→ **TASK TO COMPLETE**: Check each line of the material below for the string "categories", then report how many lines have it, and nothing else.

THE DATA START

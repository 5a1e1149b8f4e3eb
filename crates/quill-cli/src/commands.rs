use quill_server::{QuillServer, ServerConfig};
use quill_store::{ContentStore, LocalFileStore};
use quill_types::{AuthorRef, Category, Hero, Post, PostMetadata, POST_TYPE};

use crate::cli::{Cli, Command, SeedArgs, ServeArgs};

pub async fn run_command(cli: Cli) -> anyhow::Result<()> {
    match cli.command {
        Command::Serve(args) => serve(args).await,
        Command::Seed(args) => seed(args).await,
    }
}

async fn serve(args: ServeArgs) -> anyhow::Result<()> {
    let mut config = ServerConfig::from_env()?;
    if let Some(bind) = args.bind {
        config.bind_addr = bind;
    }
    QuillServer::new(config).serve().await?;
    Ok(())
}

async fn seed(args: SeedArgs) -> anyhow::Result<()> {
    let config = ServerConfig::from_env()?;
    let dir = args.dir.unwrap_or(config.posts_dir);
    let store = LocalFileStore::new(&dir);
    let post = sample_post();
    store.insert_post(&post).await?;
    println!(
        "Wrote sample post to {}",
        dir.join(format!("{}.json", post.slug)).display()
    );
    Ok(())
}

fn sample_post() -> Post {
    Post {
        id: "exploring-the-wonders".to_string(),
        object_type: POST_TYPE.to_string(),
        slug: "exploring-the-wonders".to_string(),
        title: "Exploring the World's Natural Wonders: A Nature Lover's Journey".to_string(),
        created_at: None,
        metadata: PostMetadata {
            published_date: "2025-10-24".to_string(),
            teaser: "A short intro about exploring the world's natural wonders.".to_string(),
            content: "<p>As someone who loves nature, there's nothing quite like the thrill of \
                      exploring the world's most beautiful landscapes.</p>"
                .to_string(),
            hero: Hero {
                imgix_url: "https://images.unsplash.com/photo-1501785888041-af3ef285b470"
                    .to_string(),
            },
            author: AuthorRef {
                title: "Jane Doe".to_string(),
                slug: Some("jane-doe".to_string()),
            },
            categories: vec![
                Category {
                    title: "Environment".to_string(),
                },
                Category {
                    title: "Travel".to_string(),
                },
            ],
        },
    }
}

#[cfg(test)]
mod tests {
    use super::*;

    #[tokio::test]
    async fn seed_writes_sample_post() {
        let dir = tempfile::tempdir().unwrap();
        seed(SeedArgs {
            dir: Some(dir.path().to_path_buf()),
        })
        .await
        .unwrap();

        let store = LocalFileStore::new(dir.path());
        let post = store
            .get_post("exploring-the-wonders")
            .await
            .unwrap()
            .unwrap();
        assert_eq!(post.metadata.author.title, "Jane Doe");
        assert_eq!(post.metadata.categories.len(), 2);
    }

    #[test]
    fn sample_slug_matches_derivation_style() {
        let post = sample_post();
        assert!(!post.slug.is_empty());
        assert!(post
            .slug
            .chars()
            .all(|c| c.is_ascii_lowercase() || c.is_ascii_digit() || c == '-'));
    }
}
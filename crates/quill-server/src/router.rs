use axum::extract::DefaultBodyLimit;
use axum::routing::{get, post};
use axum::Router;
use tower_http::services::ServeDir;
use tower_http::trace::TraceLayer;

use crate::handler;
use crate::state::AppState;

/// Inline image uploads arrive base64-encoded in JSON bodies; allow
/// reasonably large ones.
const MAX_BODY_BYTES: usize = 20 * 1024 * 1024;

/// Build the axum router over all Quill endpoints.
pub fn build_router(state: AppState) -> Router {
    let uploads_dir = state.uploads_dir.as_ref().clone();
    Router::new()
        .route("/api/health", get(handler::health))
        .route("/api/globals", get(handler::global_data))
        .route(
            "/api/posts",
            get(handler::list_posts)
                .post(handler::create_post)
                .delete(handler::delete_post),
        )
        .route("/api/posts/:slug", get(handler::get_post))
        .route("/api/posts/:slug/related", get(handler::related_posts))
        .route("/api/authors/:slug", get(handler::get_author))
        .route("/api/authors/:slug/posts", get(handler::author_posts))
        .route("/api/auth/login", post(handler::login))
        .route("/api/upload", post(handler::upload))
        .nest_service("/uploads", ServeDir::new(uploads_dir))
        .layer(DefaultBodyLimit::max(MAX_BODY_BYTES))
        .layer(TraceLayer::new_for_http())
        .with_state(state)
}
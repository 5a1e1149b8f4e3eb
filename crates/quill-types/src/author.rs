use serde::{Deserialize, Serialize};

/// A post author.
///
/// Authors are read-only from Quill's perspective and exist only in the
/// remote content backend — the local file store does not model them.
#[derive(Clone, Debug, Default, PartialEq, Serialize, Deserialize)]
pub struct Author {
    #[serde(default)]
    pub id: String,
    #[serde(default)]
    pub slug: String,
    #[serde(default)]
    pub title: String,
    #[serde(default, skip_serializing_if = "Option::is_none")]
    pub metadata: Option<AuthorMetadata>,
}

#[derive(Clone, Debug, Default, PartialEq, Serialize, Deserialize)]
pub struct AuthorMetadata {
    #[serde(default, skip_serializing_if = "Option::is_none")]
    pub image: Option<super::Hero>,
}

#[cfg(test)]
mod tests {
    use super::*;

    #[test]
    fn author_without_metadata() {
        let author: Author = serde_json::from_str(r#"{"id":"1","title":"Jane"}"#).unwrap();
        assert_eq!(author.title, "Jane");
        assert!(author.metadata.is_none());
    }

    #[test]
    fn author_with_image() {
        let json = r#"{"id":"1","slug":"jane","title":"Jane",
            "metadata":{"image":{"imgix_url":"https://img.example/jane.jpg"}}}"#;
        let author: Author = serde_json::from_str(json).unwrap();
        let image = author.metadata.unwrap().image.unwrap();
        assert_eq!(image.imgix_url, "https://img.example/jane.jpg");
    }
}
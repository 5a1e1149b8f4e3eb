use std::net::SocketAddr;
use std::path::PathBuf;

use serde::{Deserialize, Serialize};

use crate::error::{ServerError, ServerResult};

/// Server configuration, built once at startup.
///
/// Backend selection is by presence: when [`bucket`](Self::bucket) is set
/// the server reads from the remote bucket API, otherwise from the local
/// flat-file store. The decision is made once when the process starts, not
/// re-checked per request.
#[derive(Clone, Debug, Serialize, Deserialize)]
pub struct ServerConfig {
    pub bind_addr: SocketAddr,
    /// Directory of local `<slug>.json` post files.
    pub posts_dir: PathBuf,
    /// Directory for uploaded assets, served under `/uploads`.
    pub uploads_dir: PathBuf,
    /// Remote bucket identifier. Present means remote mode.
    pub bucket: Option<String>,
    pub read_key: String,
    /// Remote write credential. Without it, inserts go straight to the
    /// local store even in remote mode.
    pub write_key: Option<String>,
    /// Base URL of the bucket API.
    pub base_url: String,
    pub admin_username: String,
    pub admin_password: String,
    /// Secret the session token MAC key is derived from.
    pub session_secret: String,
    /// Comma-separated emails allowed to mutate content.
    pub allowed_emails: String,
    /// Comma-separated email domains allowed to mutate content.
    pub allowed_domains: String,
}

impl Default for ServerConfig {
    fn default() -> Self {
        Self {
            bind_addr: "127.0.0.1:8080".parse().expect("valid default addr"),
            posts_dir: PathBuf::from("data/posts"),
            uploads_dir: PathBuf::from("public/uploads"),
            bucket: None,
            read_key: String::new(),
            write_key: None,
            base_url: quill_store::DEFAULT_BASE_URL.to_string(),
            admin_username: "admin".to_string(),
            admin_password: "password123".to_string(),
            session_secret: "quill-dev-secret".to_string(),
            allowed_emails: String::new(),
            allowed_domains: String::new(),
        }
    }
}

impl ServerConfig {
    /// Build a configuration from `QUILL_*` environment variables, falling
    /// back to the defaults for anything unset or blank.
    pub fn from_env() -> ServerResult<Self> {
        let mut config = Self::default();
        if let Some(addr) = env_opt("QUILL_BIND_ADDR") {
            config.bind_addr = addr
                .parse()
                .map_err(|e| ServerError::Config(format!("invalid QUILL_BIND_ADDR: {e}")))?;
        }
        if let Some(dir) = env_opt("QUILL_POSTS_DIR") {
            config.posts_dir = PathBuf::from(dir);
        }
        if let Some(dir) = env_opt("QUILL_UPLOADS_DIR") {
            config.uploads_dir = PathBuf::from(dir);
        }
        config.bucket = env_opt("QUILL_BUCKET");
        if let Some(key) = env_opt("QUILL_READ_KEY") {
            config.read_key = key;
        }
        config.write_key = env_opt("QUILL_WRITE_KEY");
        if let Some(url) = env_opt("QUILL_BASE_URL") {
            config.base_url = url;
        }
        if let Some(user) = env_opt("QUILL_ADMIN_USERNAME") {
            config.admin_username = user;
        }
        if let Some(pass) = env_opt("QUILL_ADMIN_PASSWORD") {
            config.admin_password = pass;
        }
        if let Some(secret) = env_opt("QUILL_SESSION_SECRET") {
            config.session_secret = secret;
        }
        if let Some(emails) = env_opt("QUILL_ALLOWED_EMAILS") {
            config.allowed_emails = emails;
        }
        if let Some(domains) = env_opt("QUILL_ALLOWED_DOMAINS") {
            config.allowed_domains = domains;
        }
        Ok(config)
    }

    /// Whether the remote bucket API backs reads and inserts.
    pub fn remote_mode(&self) -> bool {
        self.bucket.is_some()
    }
}

fn env_opt(name: &str) -> Option<String> {
    std::env::var(name).ok().filter(|v| !v.trim().is_empty())
}

#[cfg(test)]
mod tests {
    use super::*;

    #[test]
    fn default_config() {
        let c = ServerConfig::default();
        assert_eq!(c.bind_addr, "127.0.0.1:8080".parse::<SocketAddr>().unwrap());
        assert_eq!(c.posts_dir, PathBuf::from("data/posts"));
        assert_eq!(c.uploads_dir, PathBuf::from("public/uploads"));
        assert!(c.bucket.is_none());
        assert!(c.write_key.is_none());
        assert!(!c.remote_mode());
    }

    #[test]
    fn bucket_presence_selects_remote_mode() {
        let config = ServerConfig {
            bucket: Some("my-bucket".into()),
            ..Default::default()
        };
        assert!(config.remote_mode());
    }
}
use std::net::SocketAddr;
use std::path::PathBuf;

use clap::{Args, Parser, Subcommand};

#[derive(Parser)]
#[command(
    name = "quill",
    about = "Quill — content-managed blog server",
    version,
)]
pub struct Cli {
    #[command(subcommand)]
    pub command: Command,

    #[arg(short, long, global = true)]
    pub verbose: bool,
}

#[derive(Subcommand)]
pub enum Command {
    /// Run the HTTP server
    Serve(ServeArgs),
    /// Write a sample post into the local posts directory
    Seed(SeedArgs),
}

#[derive(Args)]
pub struct ServeArgs {
    /// Bind address, overriding QUILL_BIND_ADDR
    #[arg(long)]
    pub bind: Option<SocketAddr>,
}

#[derive(Args)]
pub struct SeedArgs {
    /// Target posts directory, overriding QUILL_POSTS_DIR
    #[arg(long)]
    pub dir: Option<PathBuf>,
}

#[cfg(test)]
mod tests {
    use super::*;

    #[test]
    fn cli_parses_serve() {
        let cli = Cli::try_parse_from(["quill", "serve", "--bind", "0.0.0.0:3000"]).unwrap();
        match cli.command {
            Command::Serve(args) => {
                assert_eq!(args.bind, Some("0.0.0.0:3000".parse().unwrap()));
            }
            _ => panic!("expected serve"),
        }
    }

    #[test]
    fn cli_parses_seed() {
        let cli = Cli::try_parse_from(["quill", "seed", "--dir", "tmp/posts"]).unwrap();
        match cli.command {
            Command::Seed(args) => {
                assert_eq!(args.dir, Some(PathBuf::from("tmp/posts")));
            }
            _ => panic!("expected seed"),
        }
    }
}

THE DATA END

→ **ANSWER SPACE**: 2